In fact, doctors and prescribing hospitals benefited hugely from Sanofi’s pricing move, while payers and patients did not. Zaltrap was sold in a dose twice as large as Avastin, thus the price discrepancy. Further, Sanofi didn’t cut the price of Zaltrap; it gave Memorial Sloan a 50 percent rebate. The price charged to patients remained the same. Which meant that MSKCC raked in even more dough. As an article in Health Affairs noted at the time, “Meanwhile, in the near term, physicians and hospitals will likely enjoy additional revenue opportunities from ziv-aflibercept use. the spread may be considerable: equal to $250 per treatment dose (insurer + patient reimbursement ($750) – discounted acquisition cost ($500)) and for 340B eligible purchases, $450 per treatment dose (insurer + patient reimbursement ($750) – discounted acquisition cost ($300)). Additional revenues may incentivize physicians and hospitals to favor ziv-aflibercept over bevacizumab to treat colorectal cancer among Medicare eligible patients, despite the treatments having equivalent expected clinical outcomes. The strength of the incentive is based on comparing the magnitude of the spread obtained with the use of Zaltrap to that obtained with Avastin.
Finally, hospitals are profiting from the deep discounts they receive on injectable drugs under the previously mentioned 340 B program, a federal policy under which, “hospital outpatient departments can purchase oncology drugs using the deepest discounts available”.
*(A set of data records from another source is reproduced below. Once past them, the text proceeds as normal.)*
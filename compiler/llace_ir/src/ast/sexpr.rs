//! S-expression dumps of expression trees.
//!
//! A compact, origin-free rendering used to assert tree shape in tests and
//! diagnostics: `a - b + 3` dumps as `(+ (- (identifier a) (identifier b)) (intliteral 3))`.

use llace_stack::ensure_sufficient_stack;

use super::{Expr, ExprKind};

impl Expr {
    pub fn to_s_expression(&self) -> String {
        let mut out = String::new();
        write_s_expression(&mut out, self);
        out
    }
}

fn write_s_expression(out: &mut String, expr: &Expr) {
    ensure_sufficient_stack(|| write_node(out, expr));
}

fn write_node(out: &mut String, expr: &Expr) {
    match expr.kind() {
        ExprKind::ArrayLiteral(elements) => write_list(out, "arrayliteral", elements),
        ExprKind::ArrayType(item) => write_wrapped(out, "arraytype", &[item.as_ref()]),
        ExprKind::CharLiteral(text) => write_leaf(out, "charliteral", text),
        ExprKind::DateLiteral(text) => write_leaf(out, "dateliteral", text),
        ExprKind::DateTimeLiteral(text) => write_leaf(out, "datetimeliteral", text),
        ExprKind::FunctionCall { callee, arguments } => {
            write_wrapped(out, "call", &[callee.as_ref(), arguments.as_ref()]);
        }
        ExprKind::Identifier(name) => write_leaf(out, "identifier", name),
        ExprKind::Infix { op, operands } => write_list(out, op.symbol(), operands),
        ExprKind::IntegerLiteral(text) => write_leaf(out, "intliteral", text),
        ExprKind::LeadingDocumentation(_) => out.push_str("(leadingdoc)"),
        ExprKind::ListType(item) => write_wrapped(out, "listtype", &[item.as_ref()]),
        ExprKind::MapType { item, key } => write_wrapped(out, "maptype", &[item.as_ref(), key.as_ref()]),
        ExprKind::MultilineString(_) => out.push_str("(multilinestring)"),
        ExprKind::Optional(inner) => write_wrapped(out, "optional", &[inner.as_ref()]),
        ExprKind::Parenthesized(items) => {
            out.push_str("(parenthesized ");
            write_items(out, items);
            out.push(')');
        }
        ExprKind::Prefix { op, operand } => write_wrapped(out, op.symbol(), &[operand.as_ref()]),
        ExprKind::SetType(item) => write_wrapped(out, "settype", &[item.as_ref()]),
        ExprKind::StringLiteral(text) => write_leaf(out, "stringliteral", text),
        ExprKind::TrailingDocumentation(_) => out.push_str("(trailingdoc)"),
        ExprKind::UuidLiteral(text) => write_leaf(out, "uuidliteral", text),
    }
}

fn write_leaf(out: &mut String, tag: &str, text: &str) {
    out.push('(');
    out.push_str(tag);
    out.push(' ');
    out.push_str(text);
    out.push(')');
}

fn write_wrapped(out: &mut String, tag: &str, children: &[&Expr]) {
    out.push('(');
    out.push_str(tag);
    for child in children {
        out.push(' ');
        write_s_expression(out, child);
    }
    out.push(')');
}

fn write_list(out: &mut String, tag: &str, items: &[Expr]) {
    out.push('(');
    out.push_str(tag);
    out.push(' ');
    write_items(out, items);
    out.push(')');
}

fn write_items(out: &mut String, items: &[Expr]) {
    for (index, item) in items.iter().enumerate() {
        if index > 0 {
            out.push(' ');
        }
        write_s_expression(out, item);
    }
}
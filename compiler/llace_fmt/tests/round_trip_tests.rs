//! Round-trip tests: canonically laid out source parses and writes back to
//! exactly the same text.

#![allow(clippy::unwrap_used, clippy::expect_used, reason = "Tests can panic")]

use llace_fmt::{format_expr, format_items};
use llace_parse::{parse_expression, parse_items};
use pretty_assertions::assert_eq;

#[track_caller]
fn assert_round_trip(code: &str) {
    let expr = parse_expression(code, "round_trip.llace")
        .unwrap_or_else(|e| panic!("failed to parse {code:?}: {e}"));
    assert_eq!(format_expr(&expr), format!("{code}\n"), "round trip of {code:?}");
}

#[track_caller]
fn assert_items_round_trip(code: &str) {
    let items = parse_items(code, "round_trip.llace")
        .unwrap_or_else(|e| panic!("failed to parse {code:?}: {e}"));
    assert_eq!(format_items(&items), code, "round trip of {code:?}");
}

#[test]
fn literals() {
    for code in [
        "1",
        "x",
        "\"s\"",
        "'c'",
        "'abcdef01-1234-abcd-CDEF-1234567890Ab'",
        "'2023-06-15'",
        "'2023-06-15T10:30Z'",
        "'2023-06-15T10:30:45.123-05:00'",
    ] {
        assert_round_trip(code);
    }
}

#[test]
fn arithmetic() {
    for code in [
        "a - b + 3",
        "a + b + 3",
        "x + 3 * g",
        "a + b / 2 - c",
        "-a",
        "-2 * a - b * -r",
        "a.b.c",
        "x.y + z.q",
    ] {
        assert_round_trip(code);
    }
}

#[test]
fn parentheses() {
    for code in [
        "(x + 5)",
        "((x + 5) / 3)",
        "()",
        "(x: int && 5)",
        "(x: int && 5, y: string && \"s\")",
        "[1, 2, 3]",
        "[]",
    ] {
        assert_round_trip(code);
    }
}

#[test]
fn logic_and_comparison() {
    for code in [
        "a and b or c",
        "a and not b",
        "not a or b",
        "x == y",
        "x > y",
        "x >= y",
        "x < y",
        "x <= y",
        "1 <=> 2",
        "1 >=< 2",
        "x =~ y",
        "x !~ y",
    ] {
        assert_round_trip(code);
    }
}

#[test]
fn calls_ranges_and_membership() {
    for code in [
        "f(x: 0)",
        "(a: f(x: 0))",
        "f()",
        "1..9",
        "x in 1..9",
        "x is Widget",
        "x = 1",
        "x ?: 1",
    ] {
        assert_round_trip(code);
    }
}

#[test]
fn types() {
    for code in [
        "Wild & Free",
        "Boring | Wild & Free",
        "Wild & Free | Boring",
        "int -> string",
        "Q?",
        "Q? | P",
        "Q | P?",
        "string[]",
        "string[][]",
        "string[;]",
        "string[][;]",
        "string{}",
        "string{int}",
    ] {
        assert_round_trip(code);
    }
}

#[test]
fn multi_line_layouts() {
    for code in [
        "(\n    a: 1,\n    b: 2,\n    c: 3\n)",
        "x:\n    string\n    | number\n    | boolean",
        "(\n    a: 1,  // note\n    b: 2\n)",
        "(\n\n    // doc\n    a: 1,\n\n    b: 2\n\n)",
        "// about x\nx",
        "text: `one\n      `two",
        "f(\n    a: 1,\n    b: 2,\n    c: 3\n)",
    ] {
        assert_round_trip(code);
    }
}

#[test]
fn items() {
    for code in [
        "a: 1, b: 2\n",
        "a: 1,\nb: 2,\nc: 3\n",
        "\n",
        "// The name.\nname: string,\n\n// The size.\nsize: int\n",
    ] {
        assert_items_round_trip(code);
    }
}

#[test]
fn writing_normalizes_layout() {
    let expr = parse_expression("(  a:1 ,b :  2 )", "normalize.llace").unwrap();
    assert_eq!(format_expr(&expr), "(a: 1, b: 2)\n");

    let expr = parse_expression("x:string|number|boolean", "normalize.llace").unwrap();
    assert_eq!(format_expr(&expr), "x:\n    string\n    | number\n    | boolean\n");
}
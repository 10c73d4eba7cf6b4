//! Classification of single-quoted literals.
//!
//! A `'...'` lexeme is matched against an ordered list of patterns; the
//! first pattern that matches decides the token kind.

use std::sync::LazyLock;

use llace_ir::TokenKind;
use regex::RegexSet;

const HEX: &str = "[a-fA-F0-9]";
const YEAR: &str = "([0-9]{4}|[+-][0-9]{4,10})";
const MONTH: &str = "[0-9]{2}";
const DAY: &str = "[0-9]{2}";
const HOUR: &str = "[0-9]{2}";
const MINUTE: &str = "[0-9]{2}";
const SECOND: &str = r"[0-9]{2}(\.[0-9]{1,6})?";
const IP_OCTET: &str = "(25[0-5]|2[0-4][0-9]|[01]?[0-9][0-9]?)";

/// Kinds in match priority order, parallel to [`patterns`].
const KINDS: [TokenKind; 6] = [
    TokenKind::CharLiteral,
    TokenKind::UuidLiteral,
    TokenKind::DateLiteral,
    TokenKind::DateTimeLiteral,
    TokenKind::IpAddressV4,
    TokenKind::IpAddressV6,
];

fn patterns() -> [String; 6] {
    let time_zone = format!("([zZ]|[+-]{HOUR}(:{MINUTE})?)");
    let ip_v4 = format!(r"{IP_OCTET}\.{IP_OCTET}\.{IP_OCTET}\.{IP_OCTET}");
    let seg = format!("{HEX}{{1,4}}");
    let dual = format!("({seg}:{seg}|{ip_v4})");
    let ip_v6 = [
        format!("({seg}:){{6}}{dual}"),
        format!("::({seg}:){{5}}{dual}"),
        format!("({seg})?::({seg}:){{4}}{dual}"),
        format!("(({seg}:)?{seg})?::({seg}:){{3}}{dual}"),
        format!("(({seg}:){{0,2}}{seg})?::({seg}:){{2}}{dual}"),
        format!("(({seg}:){{0,3}}{seg})?::({seg}:){dual}"),
        format!("(({seg}:){{0,4}}{seg})?::{dual}"),
        format!("(({seg}:){{0,5}}{seg})?::{seg}"),
        format!("(({seg}:){{0,6}}{seg})?::"),
    ]
    .join("|");

    [
        r"^'([^\\]|\\t|\\r|\\n|\\'|\\\\)'$".to_string(),
        format!("^'{HEX}{{8}}-{HEX}{{4}}-{HEX}{{4}}-{HEX}{{4}}-{HEX}{{12}}'$"),
        format!("^'{YEAR}-{MONTH}-{DAY}'$"),
        format!("^'{YEAR}-{MONTH}-{DAY}T{HOUR}:{MINUTE}(:{SECOND})?{time_zone}'$"),
        format!("^'{ip_v4}'$"),
        format!("^'({ip_v6})'$"),
    ]
}

#[allow(
    clippy::expect_used,
    reason = "patterns are compile-time constants covered by tests"
)]
static LITERAL_PATTERNS: LazyLock<RegexSet> =
    LazyLock::new(|| RegexSet::new(patterns()).expect("literal patterns are valid"));

/// Classify a complete single-quoted lexeme, quotes included.
///
/// Returns [`TokenKind::UnrecognizedLiteral`] when no pattern matches.
pub(crate) fn classify(text: &str) -> TokenKind {
    LITERAL_PATTERNS
        .matches(text)
        .iter()
        .next()
        .map_or(TokenKind::UnrecognizedLiteral, |index| KINDS[index])
}
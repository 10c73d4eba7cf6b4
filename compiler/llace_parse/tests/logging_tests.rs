//! Parse failures are reported at debug level from both entry points.

#![allow(clippy::unwrap_used, clippy::expect_used, reason = "Tests can panic")]

use std::io;
use std::sync::{Arc, Mutex};

use llace_parse::{parse_expression, parse_items, ParseError};
use tracing::Level;
use tracing_subscriber::fmt::MakeWriter;

/// Collects formatted log output in memory.
#[derive(Clone, Default)]
struct CapturedLogs(Arc<Mutex<Vec<u8>>>);

impl CapturedLogs {
    fn text(&self) -> String {
        String::from_utf8(self.0.lock().unwrap().clone()).unwrap()
    }
}

impl io::Write for CapturedLogs {
    fn write(&mut self, buf: &[u8]) -> io::Result<usize> {
        self.0.lock().unwrap().extend_from_slice(buf);
        Ok(buf.len())
    }

    fn flush(&mut self) -> io::Result<()> {
        Ok(())
    }
}

impl<'a> MakeWriter<'a> for CapturedLogs {
    type Writer = CapturedLogs;

    fn make_writer(&'a self) -> Self::Writer {
        self.clone()
    }
}

fn logged<T>(parse: impl FnOnce() -> Result<T, ParseError>) -> (Result<T, ParseError>, String) {
    let logs = CapturedLogs::default();
    let subscriber = tracing_subscriber::fmt()
        .with_max_level(Level::DEBUG)
        .with_ansi(false)
        .with_writer(logs.clone())
        .finish();
    let result = tracing::subscriber::with_default(subscriber, parse);
    (result, logs.text())
}

#[test]
fn failed_expression_is_logged_with_its_code() {
    let (result, logs) = logged(|| parse_expression("x y", "logged.llace"));
    let error = result.unwrap_err();
    assert!(logs.contains("parse failed"), "{logs}");
    assert!(logs.contains("logged.llace"), "{logs}");
    assert!(logs.contains(&error.code.to_string()), "{logs}");
}

#[test]
fn failed_items_are_logged_with_their_code() {
    let (result, logs) = logged(|| parse_items("a: (1", "items.llace"));
    let error = result.unwrap_err();
    assert!(logs.contains("parse failed"), "{logs}");
    assert!(logs.contains(&error.code.to_string()), "{logs}");
}

#[test]
fn successful_parse_logs_no_failure() {
    let (result, logs) = logged(|| parse_expression("x + 1", "clean.llace"));
    assert!(result.is_ok());
    assert!(!logs.contains("parse failed"), "{logs}");
}

#[test]
fn lexical_errors_are_logged_by_the_scanner() {
    let (result, logs) = logged(|| parse_expression("x + %", "lexical.llace"));
    assert!(result.is_err());
    assert!(logs.contains("lexical error"), "{logs}");
    assert!(logs.contains("UnrecognizedChar"), "{logs}");
}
Adam Fein has skewered the 340 B program on a number of occasions. In one article he discussed a study the concluded that some 340B hospitals simply pocket the extra profits. The New England Journal of Medicine paper examined the behavior of “charitable hospitals.” As this summary notes:
“Only 42 percent notified patients of their eligibility for charity care before attempting to collect medical bills and only 29 percent had begun charging uninsured and under-insured patients rates equivalent to private insurance and Medicare rather than standard, higher charge master rates.”
Indeed, another pricing expert noted that the use of drugs for the poor as a profit center is part of the broadere focus of hospitals, PBMs and insurers on generating “primary revenue being from the buying and reselling of drugs”.
That assertion was made by Peter Bach.
So what about drug waste as if the facts mattered?
Many hospitals have robust programs consistent with FDA and USP guidelines to use to make up from lost 5 % of total anticancer drug expenditure The economic loss due to their waste equaled 4.8% of the annual drug expenditure. In particular, hospitals use dose rounding to generate significant cost savings by eliminating drug waste.
So Bach’s effort to blame drug companies for waste generated greed is, like many of his recent attacks on drug prices, largely free of facts and at odds with the reality.